> _PROVIDED RECORDS_:
//! The registry of assets, the loader chain and the three loading APIs.
//!
//! # Loading
//!
//! Every request goes through the same steps: the manager finds or creates the `Asset` of the
//! name, and whoever wins its loading claim offers it to each registered `Loader` in order. All
//! other requests of the same name attach to the one in-flight load, so a name is loaded at most
//! once no matter how many threads ask for it.
//!
//! 1. `load_sync` runs the loader chain on the calling thread, and blocks until the asset is
//! terminal. It never touches the worker pool.
//! 2. `load_future` does the same on a worker thread and returns a `LoadFuture`.
//! 3. `load_async` schedules the load on a worker thread and reports through callbacks.
//!
//! Since `load_future` and `load_async` block a worker for the whole load, a loader that issues
//! nested `load_future` requests could starve the pool if every worker ends up waiting on jobs
//! queued behind it. Loaders should use `load_sync` for nested requests.
//!
//! # Eviction
//!
//! Ready assets stay cached until `sweep` runs. A sweep drops every asset that is referenced by
//! the registry only; assets held by any caller are never evicted.

pub mod future;
pub mod params;

pub use self::future::LoadFuture;
pub use self::params::ManagerParams;

use std::collections::HashMap;
use std::sync::atomic::{AtomicU64, Ordering};
use std::sync::{Arc, RwLock};

use crate::asset::{Asset, AssetClaim};
use crate::async_state::AsyncState;
use crate::buffer::Buffer;
use crate::errors::*;
use crate::loader::{Declined, Loader};
use crate::promise::Promise;
use crate::sched::{unwind, WorkerPool};

/// An opaque handle of a registered listener.
#[derive(Debug, Clone, Copy, PartialEq, Eq, Hash, PartialOrd, Ord)]
pub struct ListenerHandle(u64);

type Listener = Arc<dyn Fn(&str, &Result<Buffer>) + Send + Sync + 'static>;

#[derive(Default)]
struct Listeners {
    list: RwLock<Vec<(ListenerHandle, Listener)>>,
}

impl Listeners {
    fn notify(&self, name: &str, result: &Result<Buffer>) {
        // Listeners run without the lock held, so they may (un)register listeners themselves.
        let snapshot: Vec<_> = self
            .list
            .read()
            .unwrap()
            .iter()
            .map(|v| v.1.clone())
            .collect();

        for listener in snapshot {
            if let Err(err) = unwind::halt_unwinding(|| (*listener)(name, result)) {
                warn!("Asset listener panicked: {}", unwind::panic_message(&err));
            }
        }
    }
}

struct ManagerShared {
    registry: RwLock<HashMap<String, Arc<Asset>>>,
    loaders: RwLock<Vec<Arc<dyn Loader>>>,
    listeners: Arc<Listeners>,
    next_listener: AtomicU64,
}

impl ManagerShared {
    fn find_or_insert(&self, name: &str) -> Arc<Asset> {
        if let Some(asset) = self.registry.read().unwrap().get(name) {
            return asset.clone();
        }

        let mut registry = self.registry.write().unwrap();
        if let Some(asset) = registry.get(name) {
            return asset.clone();
        }

        let asset = Arc::new(Asset::new(name));

        let listeners = self.listeners.clone();
        let key = name.to_owned();
        asset.on_ready(move |result| listeners.notify(&key, result));

        registry.insert(name.to_owned(), asset.clone());
        debug!("Asset {} registered.", name);
        asset
    }

    /// Offers `claim` to every loader in registration order.
    fn run_loaders(&self, claim: AssetClaim) {
        let loaders = self.loaders.read().unwrap().clone();
        let name = claim.name().to_owned();

        let mut claim = claim;
        for loader in loaders {
            match loader.load(claim) {
                Ok(()) => return,
                Err(Declined { claim: declined, reason }) => {
                    if !reason.is_recoverable() {
                        warn!("Loader failed on {}. {}", name, reason);
                        declined.complete(Err(reason));
                        return;
                    }

                    debug!("Loader passed on {}. {}", name, reason);
                    claim = declined;
                }
            }
        }

        claim.complete(Err(Error::NotFound(format!("{} (no loader found)", name))));
    }

    /// Runs the loader chain of `asset` if nobody else did. Panics of loaders are caught, the
    /// abandoned claim fails the asset.
    fn drive(&self, asset: &Arc<Asset>) {
        if let Some(claim) = asset.try_claim() {
            if let Err(err) = unwind::halt_unwinding(|| self.run_loaders(claim)) {
                warn!(
                    "Loader panicked on {}: {}",
                    asset.name(),
                    unwind::panic_message(&err)
                );
            }
        }
    }
}

/// The registry of assets.
pub struct AssetManager {
    shared: Arc<ManagerShared>,
    pool: WorkerPool,
}

impl AssetManager {
    /// Creates a manager with its own worker pool.
    pub fn new(params: ManagerParams) -> Result<Self> {
        let pool = WorkerPool::new(
            params.worker_count(),
            params.stack_size,
            &params.thread_name,
        )?;

        let shared = Arc::new(ManagerShared {
            registry: RwLock::new(HashMap::new()),
            loaders: RwLock::new(Vec::new()),
            listeners: Arc::new(Listeners::default()),
            next_listener: AtomicU64::new(1),
        });

        Ok(AssetManager { shared, pool })
    }

    /// Appends `loader` to the loader chain.
    pub fn add_loader<L: Loader>(&self, loader: Arc<L>) {
        let mut loaders = self.shared.loaders.write().unwrap();
        loaders.push(loader);
        info!("Loader registered, {} loaders in the chain.", loaders.len());
    }

    /// Removes every loader. Loads in flight finish with the chain they started with.
    pub fn clear_loaders(&self) {
        self.shared.loaders.write().unwrap().clear();
        info!("Loader chain cleared.");
    }

    /// The number of registered loaders.
    pub fn loaders_len(&self) -> usize {
        self.shared.loaders.read().unwrap().len()
    }

    /// Loads `name` on the calling thread, or waits for the load already in flight.
    pub fn load_sync(&self, name: &str) -> Result<Buffer> {
        let asset = self.shared.find_or_insert(name);
        self.shared.drive(&asset);
        asset.wait()
    }

    /// Loads `name` on a worker thread.
    pub fn load_future(&self, name: &str) -> LoadFuture {
        let asset = self.shared.find_or_insert(name);
        let promise = Arc::new(Promise::new());

        if let Some(result) = asset.result() {
            promise.set(result);
            return LoadFuture::new(name.to_owned(), promise);
        }

        let shared = self.shared.clone();
        let fulfill = promise.clone();
        self.pool.spawn(move || {
            shared.drive(&asset);
            fulfill.set(asset.wait());
        });

        LoadFuture::new(name.to_owned(), promise)
    }

    /// Loads `name` on a worker thread, then runs `on_success` or `on_error` on whatever thread
    /// completed it. Both run right away on the calling thread if the asset is terminal already.
    pub fn load_async<F1, F2>(&self, name: &str, on_success: F1, on_error: F2) -> Arc<Asset>
    where
        F1: FnOnce(&Buffer) + Send + 'static,
        F2: FnOnce(&Error) + Send + 'static,
    {
        let asset = self.shared.find_or_insert(name);
        asset.run_when_ready(on_success, on_error);

        if asset.state() == AsyncState::Initial {
            let shared = self.shared.clone();
            let target = asset.clone();
            self.pool.spawn(move || shared.drive(&target));
        }

        asset
    }

    /// Pins the load unit `name` in every loader that supports load units. Returns false if
    /// none does.
    pub fn pin_load_unit(&self, name: &str) -> bool {
        let loaders = self.shared.loaders.read().unwrap().clone();
        loaders
            .iter()
            .fold(false, |pinned, v| v.pin_load_unit(name) || pinned)
    }

    /// Unpins the load unit `name` in every loader that supports load units.
    pub fn unpin_load_unit(&self, name: &str) -> bool {
        let loaders = self.shared.loaders.read().unwrap().clone();
        loaders
            .iter()
            .fold(false, |unpinned, v| v.unpin_load_unit(name) || unpinned)
    }

    /// Drops every asset nobody but the registry refers to. Returns the number of evicted
    /// assets.
    pub fn sweep(&self) -> usize {
        let mut registry = self.shared.registry.write().unwrap();
        let len = registry.len();
        registry.retain(|_, v| Arc::strong_count(v) > 1);

        let evicted = len - registry.len();
        if evicted > 0 {
            debug!("Swept {} assets, {} left.", evicted, registry.len());
        }

        evicted
    }

    /// Registers `func`, which runs every time an asset of this manager becomes ready or fails.
    pub fn add_listener<F>(&self, func: F) -> ListenerHandle
    where
        F: Fn(&str, &Result<Buffer>) + Send + Sync + 'static,
    {
        let handle = ListenerHandle(self.shared.next_listener.fetch_add(1, Ordering::Relaxed));
        let listener: Listener = Arc::new(func);
        self.shared
            .listeners
            .list
            .write()
            .unwrap()
            .push((handle, listener));

        handle
    }

    /// Unregisters a listener. Returns false if `handle` is unknown.
    pub fn remove_listener(&self, handle: ListenerHandle) -> bool {
        let mut list = self.shared.listeners.list.write().unwrap();
        let len = list.len();
        list.retain(|v| v.0 != handle);
        list.len() != len
    }

    /// The number of cached assets.
    pub fn len(&self) -> usize {
        self.shared.registry.read().unwrap().len()
    }

    pub fn is_empty(&self) -> bool {
        self.len() == 0
    }

    pub fn contains(&self, name: &str) -> bool {
        self.shared.registry.read().unwrap().contains_key(name)
    }

    /// The state of the cached asset `name`.
    pub fn state(&self, name: &str) -> Option<AsyncState> {
        self.get(name).map(|v| v.state())
    }

    /// Returns the cached asset `name` without loading it.
    pub fn get(&self, name: &str) -> Option<Arc<Asset>> {
        self.shared.registry.read().unwrap().get(name).cloned()
    }

    /// The number of worker threads.
    #[inline]
    pub fn workers(&self) -> usize {
        self.pool.len()
    }
}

> _AIM OF THE EXERCISE_:
The lines to return run from the one containing "self.get(name).map(|v| v.state())" through the last line of the records above. Give them exactly and include nothing more.

> _EXERCISE ANSWER_:
        self.get(name).map(|v| v.state())
    }

    /// Returns the cached asset `name` without loading it.
    pub fn get(&self, name: &str) -> Option<Arc<Asset>> {
        self.shared.registry.read().unwrap().get(name).cloned()
    }

    /// The number of worker threads.
    #[inline]
    pub fn workers(&self) -> usize {
        self.pool.len()
    }
}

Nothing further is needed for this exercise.